§ What is being asked: Among the lines of data below, reproduce only those from the one with "let e = self.edges.make_edge();" through the one with "group. G&S pg. 103.", exactly as they stand, both ends included.

§ Study material:

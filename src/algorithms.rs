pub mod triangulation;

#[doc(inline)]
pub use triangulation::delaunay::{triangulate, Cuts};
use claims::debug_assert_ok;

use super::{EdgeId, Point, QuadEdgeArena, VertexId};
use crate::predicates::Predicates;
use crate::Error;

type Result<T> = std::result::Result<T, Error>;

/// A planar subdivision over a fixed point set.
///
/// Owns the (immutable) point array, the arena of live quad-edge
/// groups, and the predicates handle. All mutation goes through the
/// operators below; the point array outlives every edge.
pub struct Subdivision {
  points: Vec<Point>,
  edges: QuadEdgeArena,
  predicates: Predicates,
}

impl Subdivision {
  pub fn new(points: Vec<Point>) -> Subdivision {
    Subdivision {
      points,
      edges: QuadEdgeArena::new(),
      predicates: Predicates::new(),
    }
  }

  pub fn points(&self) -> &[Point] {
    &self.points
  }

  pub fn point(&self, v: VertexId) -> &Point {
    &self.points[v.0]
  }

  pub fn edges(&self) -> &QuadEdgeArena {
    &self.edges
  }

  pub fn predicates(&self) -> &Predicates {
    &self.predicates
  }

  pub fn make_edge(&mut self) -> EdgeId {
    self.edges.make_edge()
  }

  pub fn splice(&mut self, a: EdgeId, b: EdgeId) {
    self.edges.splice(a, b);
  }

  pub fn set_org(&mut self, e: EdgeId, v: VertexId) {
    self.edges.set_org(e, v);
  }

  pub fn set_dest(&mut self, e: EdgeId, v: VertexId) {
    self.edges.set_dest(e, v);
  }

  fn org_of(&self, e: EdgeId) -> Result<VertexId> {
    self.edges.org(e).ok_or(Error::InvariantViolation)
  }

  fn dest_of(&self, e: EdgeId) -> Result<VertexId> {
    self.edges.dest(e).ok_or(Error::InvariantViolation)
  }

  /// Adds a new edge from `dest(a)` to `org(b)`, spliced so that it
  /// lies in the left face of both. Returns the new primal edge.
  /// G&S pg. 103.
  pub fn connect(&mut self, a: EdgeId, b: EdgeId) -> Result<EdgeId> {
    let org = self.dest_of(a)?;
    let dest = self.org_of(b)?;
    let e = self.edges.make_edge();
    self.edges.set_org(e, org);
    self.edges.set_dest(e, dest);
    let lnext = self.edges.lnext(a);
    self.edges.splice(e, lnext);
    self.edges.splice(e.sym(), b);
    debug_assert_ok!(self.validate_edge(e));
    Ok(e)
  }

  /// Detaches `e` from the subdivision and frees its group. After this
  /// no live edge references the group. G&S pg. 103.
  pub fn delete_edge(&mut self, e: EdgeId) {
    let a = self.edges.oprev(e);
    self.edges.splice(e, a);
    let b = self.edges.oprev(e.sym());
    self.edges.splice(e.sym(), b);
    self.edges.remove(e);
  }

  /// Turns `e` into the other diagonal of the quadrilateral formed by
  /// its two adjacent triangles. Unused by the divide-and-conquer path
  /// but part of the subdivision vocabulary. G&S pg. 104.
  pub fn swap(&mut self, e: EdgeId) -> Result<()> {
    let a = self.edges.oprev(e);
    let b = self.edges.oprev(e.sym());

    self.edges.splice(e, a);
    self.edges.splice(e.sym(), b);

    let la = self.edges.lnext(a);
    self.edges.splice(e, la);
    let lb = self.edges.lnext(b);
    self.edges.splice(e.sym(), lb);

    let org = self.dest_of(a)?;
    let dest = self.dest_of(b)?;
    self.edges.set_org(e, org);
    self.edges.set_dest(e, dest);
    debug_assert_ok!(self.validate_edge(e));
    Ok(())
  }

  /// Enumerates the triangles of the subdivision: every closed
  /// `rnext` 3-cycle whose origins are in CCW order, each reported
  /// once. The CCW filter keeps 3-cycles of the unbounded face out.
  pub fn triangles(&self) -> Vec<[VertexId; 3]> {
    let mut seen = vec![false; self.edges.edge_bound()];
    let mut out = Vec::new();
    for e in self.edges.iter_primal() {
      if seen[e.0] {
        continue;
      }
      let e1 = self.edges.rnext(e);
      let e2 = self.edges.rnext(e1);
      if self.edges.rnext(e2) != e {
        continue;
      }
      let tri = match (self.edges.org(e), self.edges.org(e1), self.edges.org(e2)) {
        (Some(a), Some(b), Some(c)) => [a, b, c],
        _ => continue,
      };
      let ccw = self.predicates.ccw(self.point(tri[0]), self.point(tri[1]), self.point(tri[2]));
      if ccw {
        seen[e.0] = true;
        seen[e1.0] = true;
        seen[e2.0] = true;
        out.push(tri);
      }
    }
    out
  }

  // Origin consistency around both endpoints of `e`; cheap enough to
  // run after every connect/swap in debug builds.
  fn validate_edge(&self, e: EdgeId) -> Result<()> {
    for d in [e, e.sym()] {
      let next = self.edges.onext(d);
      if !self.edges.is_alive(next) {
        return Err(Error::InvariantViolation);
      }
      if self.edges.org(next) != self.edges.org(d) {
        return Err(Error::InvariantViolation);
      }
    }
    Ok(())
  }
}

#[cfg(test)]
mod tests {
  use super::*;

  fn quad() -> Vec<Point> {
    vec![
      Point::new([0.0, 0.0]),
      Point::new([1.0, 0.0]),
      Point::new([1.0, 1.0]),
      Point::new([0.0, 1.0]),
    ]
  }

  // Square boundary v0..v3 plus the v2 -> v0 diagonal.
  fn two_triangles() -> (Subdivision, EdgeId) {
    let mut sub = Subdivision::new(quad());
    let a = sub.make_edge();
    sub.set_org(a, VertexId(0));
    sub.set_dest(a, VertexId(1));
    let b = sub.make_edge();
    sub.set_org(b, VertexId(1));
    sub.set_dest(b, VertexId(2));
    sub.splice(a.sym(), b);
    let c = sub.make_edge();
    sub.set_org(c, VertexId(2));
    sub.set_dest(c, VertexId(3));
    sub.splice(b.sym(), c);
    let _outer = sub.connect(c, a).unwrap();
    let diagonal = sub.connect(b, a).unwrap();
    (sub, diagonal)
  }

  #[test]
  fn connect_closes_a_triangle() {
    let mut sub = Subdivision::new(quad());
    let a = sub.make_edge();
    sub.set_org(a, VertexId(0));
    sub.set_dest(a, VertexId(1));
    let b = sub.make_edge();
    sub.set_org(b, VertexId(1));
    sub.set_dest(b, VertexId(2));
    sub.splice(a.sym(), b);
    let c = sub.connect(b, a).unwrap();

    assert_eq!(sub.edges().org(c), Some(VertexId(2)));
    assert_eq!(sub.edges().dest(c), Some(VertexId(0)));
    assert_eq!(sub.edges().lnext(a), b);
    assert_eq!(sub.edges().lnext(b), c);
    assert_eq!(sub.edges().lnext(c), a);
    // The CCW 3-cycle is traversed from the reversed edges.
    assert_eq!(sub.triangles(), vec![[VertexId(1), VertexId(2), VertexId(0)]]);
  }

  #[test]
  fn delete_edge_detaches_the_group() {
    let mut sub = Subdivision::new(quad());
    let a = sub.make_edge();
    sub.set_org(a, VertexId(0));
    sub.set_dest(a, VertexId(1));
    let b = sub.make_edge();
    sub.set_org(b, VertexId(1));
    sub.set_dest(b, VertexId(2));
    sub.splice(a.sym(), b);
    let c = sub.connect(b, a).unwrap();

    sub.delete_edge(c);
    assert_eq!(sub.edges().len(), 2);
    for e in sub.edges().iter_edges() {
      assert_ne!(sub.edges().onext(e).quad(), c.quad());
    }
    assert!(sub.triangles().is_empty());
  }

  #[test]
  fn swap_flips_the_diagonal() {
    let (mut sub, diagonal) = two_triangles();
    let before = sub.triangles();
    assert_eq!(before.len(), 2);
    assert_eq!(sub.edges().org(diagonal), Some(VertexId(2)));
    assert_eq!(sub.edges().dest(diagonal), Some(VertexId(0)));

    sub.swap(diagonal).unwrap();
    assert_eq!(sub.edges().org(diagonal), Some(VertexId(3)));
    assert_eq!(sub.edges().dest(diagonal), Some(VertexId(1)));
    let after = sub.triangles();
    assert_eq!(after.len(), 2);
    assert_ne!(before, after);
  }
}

§ Answer for the task:
    let e = self.edges.make_edge();
    self.edges.set_org(e, org);
    self.edges.set_dest(e, dest);
    let lnext = self.edges.lnext(a);
    self.edges.splice(e, lnext);
    self.edges.splice(e.sym(), b);
    debug_assert_ok!(self.validate_edge(e));
    Ok(e)
  }

  /// Detaches `e` from the subdivision and frees its group. After this
  /// no live edge references the group. G&S pg. 103.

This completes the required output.